Bad start for the crushing in the Center-South raises more questions
The expiration of the May/2022 futures contract this Friday resulted in a sugar physical delivery of a little over 180 thousand tons. It wasn’t an important event that could bring any change to the fundamentalist picture of sugar. May/2022 expired at 19.38 cents per pound. July/2022, now the first maturity, closed out the week at 19.14 cents per pound, a negative fluctuation less than two dollars per ton.
The real devaluation due to the macro scenario that rejects the risk hit the risk assets and put the commodities into a bad-humor mode. In the weekly accumulated, the commodities that devalued the most were oat, coffee, wheat and sugar – everything that you have for breakfast.
The North-American currency closed out the week appreciating above 3.5% at R$4.9700 and inflating the values of the sugar quotations converted into real at the NY exchange. The corresponding months of the 2022/2023 crop in the Center-South increased R$72 per ton, while those of the 2023/2024 crop gained R$64 per ton over the week.
The bad start (low yield) for the crushing in the Center-South brought the appropriate price support led by the adjustment of the books of the trading houses with heavy exposure in physical sugar and by the funds that keep going back and forth frenetically, sometimes buying and pushing prices high up (remembering that NY hit 20.51 cents per pound), sometimes blowing up the market by settling the purchases pretty aggressively (NY even dropped up to 18.73 cents per pound). Based on the numbers of the COT (Commitment of Trades), the funds have reduced their purchase position by 36,000 lots, but are still long by 139,000 (seven million tons of sugar).
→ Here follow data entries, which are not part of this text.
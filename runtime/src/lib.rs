//! # GreedTicket Runtime
//!
//! The Store runtime that coordinates reducer execution and effect handling.
//!
//! ## Core Components
//!
//! - **Store**: Owns the state behind a `RwLock`, so `send` calls serialize
//!   at the reducer and never interleave on the same ticket
//! - **Effect Executor**: Sleeps out `Delay` effects and feeds the
//!   delayed actions back into the reducer
//! - **EffectHandle**: Lets callers wait for the effects of one action
//!
//! ## Example
//!
//! ```ignore
//! use greed_ticket_runtime::Store;
//!
//! let store = Store::new(TicketState::new(), TicketReducer::new(), environment);
//!
//! // Issue a ticket; the reducer schedules the one-second tick as a Delay effect
//! store.send(TicketAction::IssueTicket { request }).await?;
//!
//! let status = store.state(|s| s.status).await;
//! ```

use greed_ticket_core::{effect::Effect, reducer::Reducer};
use std::sync::Arc;
use std::sync::atomic::{AtomicBool, AtomicUsize, Ordering};
use std::time::Duration;
use tokio::sync::{RwLock, watch};

/// Error types for the Store runtime
pub mod error {
    use thiserror::Error;

    /// Errors that can occur during Store operations
    #[derive(Error, Debug)]
    pub enum StoreError {
        /// Store is shutting down and not accepting new actions
        #[error("Store is shutting down")]
        ShutdownInProgress,

        /// Shutdown timed out waiting for effects to complete
        #[error("Shutdown timed out with {0} effects still running")]
        ShutdownTimeout(usize),

        /// Timeout waiting for effects to complete
        #[error("Timeout waiting for effects")]
        Timeout,
    }
}

pub use error::StoreError;

/// Handle for tracking effect completion
///
/// Returned by [`Store::send()`]. Waiting on it resolves once every effect
/// spawned directly by that action has finished. Actions fed back by those
/// effects are tracked by their own handles.
#[derive(Clone)]
pub struct EffectHandle {
    effects: Arc<AtomicUsize>,
    completion: watch::Receiver<()>,
}

impl EffectHandle {
    fn new() -> (Self, EffectTracking) {
        let counter = Arc::new(AtomicUsize::new(0));
        let (tx, rx) = watch::channel(());

        let handle = Self {
            effects: Arc::clone(&counter),
            completion: rx,
        };

        let tracking = EffectTracking {
            counter,
            notifier: tx,
        };

        (handle, tracking)
    }

    /// Number of effects still running
    #[must_use]
    pub fn pending(&self) -> usize {
        self.effects.load(Ordering::SeqCst)
    }

    /// Wait for all effects to complete
    pub async fn wait(&mut self) {
        while self.effects.load(Ordering::SeqCst) > 0 {
            if self.completion.changed().await.is_err() {
                // Every tracker dropped, so the counter is final
                break;
            }
        }
    }

    /// Wait for all effects to complete with a timeout
    ///
    /// # Errors
    ///
    /// Returns [`StoreError::Timeout`] if the timeout expires before all
    /// effects complete.
    pub async fn wait_with_timeout(&mut self, timeout: Duration) -> Result<(), StoreError> {
        tokio::time::timeout(timeout, self.wait())
            .await
            .map_err(|_| StoreError::Timeout)
    }
}

impl std::fmt::Debug for EffectHandle {
    fn fmt(&self, f: &mut std::fmt::Formatter<'_>) -> std::fmt::Result {
        f.debug_struct("EffectHandle")
            .field("pending_effects", &self.pending())
            .finish_non_exhaustive()
    }
}

/// Internal: Effect tracking context passed through effect execution
#[derive(Clone)]
struct EffectTracking {
    counter: Arc<AtomicUsize>,
    notifier: watch::Sender<()>,
}

impl EffectTracking {
    fn increment(&self) {
        self.counter.fetch_add(1, Ordering::SeqCst);
    }

    fn decrement(&self) {
        if self.counter.fetch_sub(1, Ordering::SeqCst) == 1 {
            let _ = self.notifier.send(());
        }
    }
}

/// Internal: RAII guard that decrements the effect counter on drop
///
/// The counter is decremented even if the effect panics.
struct DecrementGuard(EffectTracking);

impl Drop for DecrementGuard {
    fn drop(&mut self) {
        self.0.decrement();
    }
}

/// Guard that decrements an atomic counter on drop (for shutdown tracking)
struct AtomicCounterGuard(Arc<AtomicUsize>);

impl Drop for AtomicCounterGuard {
    fn drop(&mut self) {
        self.0.fetch_sub(1, Ordering::SeqCst);
    }
}

/// Store runtime for coordinating reducer execution and effect handling.
pub mod store {
    use super::{
        Arc, AtomicBool, AtomicCounterGuard, AtomicUsize, DecrementGuard, Duration, Effect,
        EffectHandle, EffectTracking, Ordering, Reducer, RwLock, StoreError,
    };
    use tokio::sync::broadcast;

    /// The Store - runtime coordinator for a reducer
    ///
    /// The Store manages:
    /// 1. State (behind `RwLock` for concurrent access)
    /// 2. Reducer (transition logic)
    /// 3. Environment (injected dependencies)
    /// 4. Effect execution (with feedback loop)
    pub struct Store<S, A, E, R>
    where
        R: Reducer<State = S, Action = A, Environment = E>,
    {
        state: Arc<RwLock<S>>,
        reducer: R,
        environment: E,
        shutdown: Arc<AtomicBool>,
        pending_effects: Arc<AtomicUsize>,
        /// Every action produced by an effect is broadcast here before it
        /// is fed back into the reducer.
        action_broadcast: broadcast::Sender<A>,
    }

    impl<S, A, E, R> Store<S, A, E, R>
    where
        R: Reducer<State = S, Action = A, Environment = E> + Send + Sync + 'static,
        A: Send + Clone + 'static,
        S: Send + Sync + 'static,
        E: Send + Sync + 'static,
    {
        /// Create a new store with initial state, reducer, and environment
        ///
        /// The action broadcast buffers 16 actions; slower observers see
        /// `Lagged` and skip ahead.
        #[must_use]
        pub fn new(initial_state: S, reducer: R, environment: E) -> Self {
            let (action_broadcast, _) = broadcast::channel(16);

            Self {
                state: Arc::new(RwLock::new(initial_state)),
                reducer,
                environment,
                shutdown: Arc::new(AtomicBool::new(false)),
                pending_effects: Arc::new(AtomicUsize::new(0)),
                action_broadcast,
            }
        }

        /// Initiate graceful shutdown of the store
        ///
        /// Sets the shutdown flag (rejecting new actions) and waits for
        /// pending effects to finish.
        ///
        /// # Errors
        ///
        /// Returns [`StoreError::ShutdownTimeout`] if the timeout expires before all
        /// pending effects complete.
        pub async fn shutdown(&self, timeout: Duration) -> Result<(), StoreError> {
            tracing::info!("Initiating graceful shutdown");
            metrics::counter!("store.shutdown.initiated").increment(1);

            self.shutdown.store(true, Ordering::Release);

            let start = std::time::Instant::now();
            let poll_interval = Duration::from_millis(10);

            loop {
                let pending = self.pending_effects.load(Ordering::Acquire);

                if pending == 0 {
                    tracing::info!("All effects completed, shutdown successful");
                    metrics::counter!("store.shutdown.completed").increment(1);
                    return Ok(());
                }

                if start.elapsed() >= timeout {
                    tracing::error!(pending_effects = pending, "Shutdown timeout");
                    metrics::counter!("store.shutdown.timeout").increment(1);
                    return Err(StoreError::ShutdownTimeout(pending));
                }

                tokio::time::sleep(poll_interval).await;
            }
        }

        /// Send an action to the store
        ///
        /// 1. Acquires write lock on state
        /// 2. Calls reducer with (state, action, environment)
        /// 3. Starts the returned effects asynchronously
        ///
        /// `send()` returns after starting effect execution, not completion.
        ///
        /// # Errors
        ///
        /// Returns [`StoreError::ShutdownInProgress`] if the store is shutting down.
        #[tracing::instrument(skip(self, action), name = "store_send")]
        pub async fn send(&self, action: A) -> Result<EffectHandle, StoreError>
        where
            R: Clone,
            E: Clone,
        {
            if self.shutdown.load(Ordering::Acquire) {
                tracing::warn!("Rejected action: store is shutting down");
                metrics::counter!("store.shutdown.rejected_actions").increment(1);
                return Err(StoreError::ShutdownInProgress);
            }

            metrics::counter!("store.commands.total").increment(1);

            let (handle, tracking) = EffectHandle::new();

            let effects = {
                let mut state = self.state.write().await;

                let start = std::time::Instant::now();
                let effects = self.reducer.reduce(&mut *state, action, &self.environment);
                metrics::histogram!("store.reducer.duration_seconds")
                    .record(start.elapsed().as_secs_f64());

                tracing::trace!("Reducer completed, returned {} effects", effects.len());
                effects
            };

            for effect in effects {
                self.execute_effect(effect, &tracking);
            }

            Ok(handle)
        }

        /// Subscribe to all actions produced by effects
        #[must_use]
        pub fn subscribe_actions(&self) -> broadcast::Receiver<A> {
            self.action_broadcast.subscribe()
        }

        /// Read current state via a closure
        ///
        /// ```ignore
        /// let remaining = store.state(|s| s.remaining).await;
        /// ```
        pub async fn state<F, T>(&self, f: F) -> T
        where
            F: FnOnce(&S) -> T,
        {
            let state = self.state.read().await;
            f(&*state)
        }

        /// Start an effect, tracking it on the caller's handle
        ///
        /// A `Delay` sleeps on a spawned task, then feeds its action back.
        fn execute_effect(&self, effect: Effect<A>, tracking: &EffectTracking)
        where
            R: Clone,
            E: Clone,
        {
            let Effect::Delay { duration, action } = effect else {
                metrics::counter!("store.effects.executed", "type" => "none").increment(1);
                return;
            };
            metrics::counter!("store.effects.executed", "type" => "delay").increment(1);

            tracking.increment();
            self.pending_effects.fetch_add(1, Ordering::SeqCst);
            let pending_guard = AtomicCounterGuard(Arc::clone(&self.pending_effects));
            let guard = DecrementGuard(tracking.clone());
            let store = self.clone();

            tokio::spawn(async move {
                let _guard = guard;
                let _pending_guard = pending_guard;
                tokio::time::sleep(duration).await;
                tracing::trace!(?duration, "Effect::Delay elapsed");
                store.feed_back(*action).await;
            });
        }

        async fn feed_back(&self, action: A)
        where
            R: Clone,
            E: Clone,
        {
            let _ = self.action_broadcast.send(action.clone());

            if let Err(error) = self.send(action).await {
                tracing::debug!(%error, "Dropped effect feedback");
            }
        }
    }

    impl<S, A, E, R> Clone for Store<S, A, E, R>
    where
        R: Reducer<State = S, Action = A, Environment = E> + Clone,
        E: Clone,
    {
        fn clone(&self) -> Self {
            Self {
                state: Arc::clone(&self.state),
                reducer: self.reducer.clone(),
                environment: self.environment.clone(),
                shutdown: Arc::clone(&self.shutdown),
                pending_effects: Arc::clone(&self.pending_effects),
                action_broadcast: self.action_broadcast.clone(),
            }
        }
    }
}

pub use store::Store;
This wide price range seen on the market, that is, 180 points in just 10 sessions, considering that the commodities futures market is a zero-sum game and that the open interest varied by almost 90,000 lots over the same period, shows that a money transfer from a pocket to another was significant – a euphemism for painful.
The sugar fundamentals for 2022/2023, in our opinion, point to a global market well supplied with sugar, with no perspective of any complication in the horizon. India is already speaking about exporting above 9.5 million tons of sugar, having already exported 5.8 million tons and booked sales of at least 7 million tons.
Paradoxically, the market hasn’t dropped any further at this start of the crop in the Center-South because the Brazilian mills are already fixed by at least 20 million tons of sugar and, therefore, cannot add on new sales until they are comfortable with the total volume produced when the end of the crushing comes up. Besides, the mills should take advantage of the profitable prices of the hydrous ethanol which closed out Friday at R$ 4.0700 per liter, equivalent to the sugar quotation in NY plus a 90-point premium.
But hold on a minute. Isn’t this news bullish? Yes, it would be bullish if Brazil didn’t have contractual obligations to deliver 20 million tons of sugar to this crop; that is; if it hadn’t dumped 26 million tons on the global market over the last twelve months; or, if India hadn’t sharply increased its exports in this crop; or also if Thailand didn’t have a promising and large crop ahead; and if inflation and the increase in interest rates at a global level didn’t bring about true concerns that end consumers should “work hand to mouth”.
For now, the NY curve shows a market slightly on carry (3% per year), which cancels out the thesis about the lack of product. There might still be problems in this sugarcane crop in the Center-South, especially problems related to the yield of the sugarcane field. The first numbers published by UNICA show 10 kg less of ATR per ton of sugarcane compared to last year’s numbers.
“Might this crop have any resemblance to the 2011 crop?” a mill owner teases. If it does, it can be explosive. But it’s still too early.